On the other hand, the evidence does not show that AI has had much impact on either productivity or aggregate employment so far. As stated the main impact is likely to be on white collar jobs, but an analysis by the Economist of employment changes since the second half of 2022 across more than 100 large white-collar occupations in America found that employment has risen by 4 per cent.
However, this increase in white collar jobs may be because it typically takes time for firms to invest in the necessary complementary assets and make other changes needed to take full advantage of a new technology. Indeed, the history of technological change shows that major new technologies only slowly diffuse from being at the cutting edge to general use in all relevant industries.
The latest McKinsey Global Survey – released three months ago – found: “While AI tools are now commonplace, most organisations have not yet embedded them deeply enough into their workflows and processes to realise material enterprise-level benefits”.
Most interestingly, a survey of the literature reported by the Brookings Institute last year found that at the firm level AI is associated with firm growth, increased employment, and heightened innovation, particularly in product development. Firms that are leading the way in AI development have experienced roughly 2 per cent additional sales growth each year, although that sales increase is not immediate and takes two or three years to trickle down.
For these firms that are most successful, employment growth tends to match the increase in sales growth so that productivity has not moved much over a decade of increasing AI investments. Instead, the benefits of AI seem to be coming from increased product innovation, ranging from improved products to breakthrough innovations such as Moderna’s exceptionally rapid creation of a vaccine against COVID-19.

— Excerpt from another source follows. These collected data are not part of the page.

//! Access-control client: wraps the external identity provider (sign-in,
//! sign-out, refresh) and the row-level effective-access lookup.

use std::sync::Arc;

use async_trait::async_trait;
use chrono::Utc;
use thiserror::Error;
use tracing::warn;

use super::access::{AccessGrant, AccessResolution, LinkOutcome, FALLBACK_ROLE};
use super::session::Session;
use crate::supabase::auth::TokenOutcome;
use crate::supabase::SupabaseClient;

#[derive(Debug, Error)]
pub enum AuthError {
    /// The provider rejected the credential pair; carries its message.
    #[error("{0}")]
    InvalidCredentials(String),
    /// The provider reported success but omitted the session data.
    #[error("Invalid session")]
    MissingSession,
    /// The provider reported success but omitted the subject id.
    #[error("Missing user ID")]
    MissingSubject,
    /// Any other failure from the provider or transport.
    #[error("{0}")]
    Upstream(String),
}

/// Seam between the session lifecycle and the external identity/database
/// service. One implementation talks to the hosted stack; tests script their
/// own.
#[async_trait]
pub trait AccessProvider: Send + Sync {
    async fn authenticate(&self, email: &str, secret: &str) -> Result<Session, AuthError>;

    /// Best-effort: associate the authenticated subject with its directory
    /// record. Must not fail the parent sign-in.
    async fn link_identity(&self, session: &Session) -> LinkOutcome;

    /// Look up the subject's effective access. Lookup failure and absence
    /// both resolve to the fallback grant; `explicit` distinguishes them.
    async fn resolve_access(&self, subject_id: &str, session: &Session) -> AccessResolution;

    /// Exchange the session's refresh token for a fresh session.
    async fn refresh(&self, session: &Session) -> Result<Session, AuthError>;

    async fn revoke(&self, session: &Session) -> Result<(), AuthError>;
}

pub struct SupabaseAccessProvider {
    client: Arc<SupabaseClient>,
}

impl SupabaseAccessProvider {
    pub fn new(client: Arc<SupabaseClient>) -> Self {
        Self { client }
    }

    fn session_from_grant(
        grant: crate::supabase::auth::TokenGrant,
        fallback_email: &str,
    ) -> Result<Session, AuthError> {
        let access_token = grant.access_token.ok_or(AuthError::MissingSession)?;
        let user = grant.user.ok_or(AuthError::MissingSession)?;
        let user_id = match user.id {
            Some(id) if !id.is_empty() => id,
            _ => return Err(AuthError::MissingSubject),
        };
        let email = user.email.unwrap_or_else(|| fallback_email.to_string());
        Ok(Session::issue(
            user_id,
            email,
            access_token,
            grant.refresh_token,
            Utc::now(),
            grant.expires_in,
        ))
    }
}

#[async_trait]
impl AccessProvider for SupabaseAccessProvider {
    async fn authenticate(&self, email: &str, secret: &str) -> Result<Session, AuthError> {
        let outcome = self
            .client
            .token_password(email.trim(), secret)
            .await
            .map_err(|e| AuthError::Upstream(e.to_string()))?;
        match outcome {
            TokenOutcome::Rejected(msg) => Err(AuthError::InvalidCredentials(msg)),
            TokenOutcome::Granted(grant) => Self::session_from_grant(grant, email.trim()),
        }
    }

    async fn link_identity(&self, session: &Session) -> LinkOutcome {
        match self.client.rpc("link_employee_to_auth", &session.access_token).await {
            Ok(()) => LinkOutcome::Linked,
            // Already-linked subjects land here too; the caller records the
            // diagnostic and moves on.
            Err(e) => LinkOutcome::Skipped(e.to_string()),
        }
    }

    async fn resolve_access(&self, subject_id: &str, session: &Session) -> AccessResolution {
        let lookup = self
            .client
            .from_table("effective_access")
            .eq("user_id", subject_id)
            .bearer(&session.access_token)
            .fetch_single()
            .await;
        match lookup {
            Ok(Some(row)) => {
                let role = row
                    .get("position")
                    .and_then(|v| v.as_str())
                    .unwrap_or(FALLBACK_ROLE)
                    .to_string();
                AccessResolution {
                    grant: AccessGrant { user_id: subject_id.to_string(), role },
                    explicit: true,
                }
            }
            Ok(None) => {
                warn!("no effective-access row for {subject_id}, using fallback role");
                AccessResolution { grant: AccessGrant::fallback(subject_id), explicit: false }
            }
            Err(e) => {
                warn!("effective-access lookup failed for {subject_id}: {e}, using fallback role");
                AccessResolution { grant: AccessGrant::fallback(subject_id), explicit: false }
            }
        }
    }

    async fn refresh(&self, session: &Session) -> Result<Session, AuthError> {
        let token = session
            .refresh_token
            .as_deref()
            .ok_or_else(|| AuthError::Upstream("session has no refresh token".into()))?;
        let outcome = self
            .client
            .token_refresh(token)
            .await
            .map_err(|e| AuthError::Upstream(e.to_string()))?;
        match outcome {
            TokenOutcome::Rejected(msg) => Err(AuthError::InvalidCredentials(msg)),
            TokenOutcome::Granted(grant) => Self::session_from_grant(grant, &session.email),
        }
    }

    async fn revoke(&self, session: &Session) -> Result<(), AuthError> {
        self.client
            .logout(&session.access_token)
            .await
            .map_err(|e| AuthError::Upstream(e.to_string()))
    }
}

This literature survey also found that investments in AI are associated with major changes in firms’ labour composition and organisation. “AI-investing firms increasingly seek more educated and technically skilled employees and alter their internal hierarchies”.
Finally, the relative growth in sales and employment by the firms that have most successfully introduced AI has resulted in some increase in industry concentration in favour of larger firms, which have extensive proprietary data and more resources to invest in bespoke AI models.
AI seems to be contributing to increased industry concentration and a more skill-biased labour market but has done little to increase productivity and raise living standards.
Looking ahead, as Nobel Prize winners, Daron Acemoglu and Simon Johnson, said recently whether machines “destroy or create jobs all depends upon how we deploy them, and on who makes those choices.”
Most importantly, rather than designing and deploying AI only with automation in mind, governments have a role in tapping its immense potential to make workers more productive by changing the nature of their work.